//! Error types for the docthumb library.
//!
//! Every failure an upload or a conversion can hit is one variant of
//! [`ThumbError`], so HTTP handlers and the CLI can match on outcomes
//! instead of parsing strings. [`ThumbError::status`] gives the HTTP status
//! each variant maps to; the JSON body is rendered in [`crate::api::error`].
//!
//! Best-effort cleanup (temp files, replaced blobs, rollback deletes) never
//! produces a `ThumbError`; those failures are logged and swallowed. See
//! [`crate::storage::best_effort_remove`].

use axum::http::StatusCode;
use std::path::PathBuf;
use thiserror::Error;

/// Display names of every accepted upload format, as reported to clients.
pub const SUPPORTED_FORMATS: [&str; 5] = ["PDF", "DOC", "DOCX", "PPT", "PPTX"];

/// All errors returned by the docthumb library.
#[derive(Debug, Error)]
pub enum ThumbError {
    // ── Upload errors ─────────────────────────────────────────────────────
    /// The uploaded body was zero bytes long.
    #[error("Empty file upload.")]
    EmptyUpload,

    /// A record with the same original filename already exists and the
    /// caller did not ask to replace it.
    #[error("File with this name already exists: '{filename}' (doc_id {existing_id})")]
    DuplicateFilename {
        filename: String,
        existing_id: String,
        existing_uploaded_at: String,
    },

    /// Upload exceeded the configured maximum size.
    #[error("File too large. Max {}MB.", .max / (1024 * 1024))]
    TooLarge { size: usize, max: usize },

    /// The request body passed `limit` bytes before the upload was fully
    /// read, so its real size is unknown.
    #[error("File too large. Max {}MB.", .max / (1024 * 1024))]
    BodyTooLarge { limit: usize, max: usize },

    /// The request itself was malformed (missing multipart field etc.).
    #[error("{0}")]
    BadRequest(String),

    // ── Routing / document errors ─────────────────────────────────────────
    /// The filename does not end in a supported extension.
    #[error("Unsupported file type: '{filename}'")]
    UnsupportedFormat { filename: String },

    /// The bytes could not be opened as a PDF.
    #[error("File is not a valid PDF or cannot be opened as PDF: {detail}")]
    InvalidDocument { detail: String },

    /// The PDF opened fine but has no pages to render.
    #[error("PDF has 0 pages.")]
    EmptyDocument,

    /// pdfium accepted the document but failed to rasterise page one.
    #[error("Rasterisation failed: {detail}")]
    RasterisationFailed { detail: String },

    // ── Office conversion errors ──────────────────────────────────────────
    /// The external converter did not finish within the configured timeout.
    #[error("LibreOffice/soffice conversion timed out after {secs}s.")]
    ConversionTimeout { secs: u64 },

    /// The external converter could not be started or exited non-zero.
    #[error("LibreOffice/soffice failed to convert file to PDF (exit {}). stderr={stderr}",
        .code.map_or_else(|| "n/a".to_string(), |c| c.to_string()))]
    ConversionFailed { code: Option<i32>, stderr: String },

    /// The external converter exited cleanly but wrote no PDF.
    #[error("LibreOffice/soffice conversion succeeded but no PDF was found. stderr={stderr}")]
    ConversionProducedNoOutput { stderr: String },

    // ── Storage errors ────────────────────────────────────────────────────
    /// Nothing is stored under the requested id.
    #[error("No files found for doc_id '{id}'.")]
    NotFound { id: String },

    /// Reading or writing a blob failed.
    #[error("Storage I/O failed for '{path}': {source}")]
    Storage {
        path: PathBuf,
        #[source]
        source: std::io::Error,
    },

    /// The metadata index could not be read, parsed or written.
    #[error("Metadata index error: {0}")]
    Metadata(String),

    // ── Engine errors ─────────────────────────────────────────────────────
    /// Could not bind to a pdfium library.
    #[error(
        "Failed to bind to pdfium library: {0}\n\
Set PDFIUM_LIB_PATH=/path/to/libpdfium or install pdfium system-wide."
    )]
    EngineUnavailable(String),

    // ── Config errors ─────────────────────────────────────────────────────
    /// Builder validation failed.
    #[error("Invalid configuration: {0}")]
    InvalidConfig(String),

    // ── Catch-all ─────────────────────────────────────────────────────────
    /// Unexpected internal error.
    #[error("Internal error: {0}")]
    Internal(String),
}

impl ThumbError {
    /// HTTP status code this error is reported with.
    pub fn status(&self) -> StatusCode {
        match self {
            ThumbError::EmptyUpload
            | ThumbError::BadRequest(_)
            | ThumbError::UnsupportedFormat { .. }
            | ThumbError::InvalidDocument { .. }
            | ThumbError::EmptyDocument => StatusCode::BAD_REQUEST,
            ThumbError::DuplicateFilename { .. } => StatusCode::CONFLICT,
            ThumbError::TooLarge { .. } | ThumbError::BodyTooLarge { .. } => {
                StatusCode::PAYLOAD_TOO_LARGE
            }
            ThumbError::NotFound { .. } => StatusCode::NOT_FOUND,
            ThumbError::RasterisationFailed { .. }
            | ThumbError::ConversionTimeout { .. }
            | ThumbError::ConversionFailed { .. }
            | ThumbError::ConversionProducedNoOutput { .. }
            | ThumbError::Storage { .. }
            | ThumbError::Metadata(_)
            | ThumbError::EngineUnavailable(_)
            | ThumbError::InvalidConfig(_)
            | ThumbError::Internal(_) => StatusCode::INTERNAL_SERVER_ERROR,
        }
    }

    /// Wrap an I/O error with the path it happened on.
    pub(crate) fn storage(path: impl Into<PathBuf>, source: std::io::Error) -> Self {
        ThumbError::Storage {
            path: path.into(),
            source,
        }
    }
}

━━━━━━━━━━━━━━━━

AIM OF THE EXERCISE: From the entries above, return exactly the line containing "Builder validation failed.", the line containing "pub fn status(&self)", and all lines between, and nothing else.

TASK ANSWER:
    /// Builder validation failed.
    #[error("Invalid configuration: {0}")]
    InvalidConfig(String),

    // ── Catch-all ─────────────────────────────────────────────────────────
    /// Unexpected internal error.
    #[error("Internal error: {0}")]
    Internal(String),
}

impl ThumbError {
    /// HTTP status code this error is reported with.
    pub fn status(&self) -> StatusCode {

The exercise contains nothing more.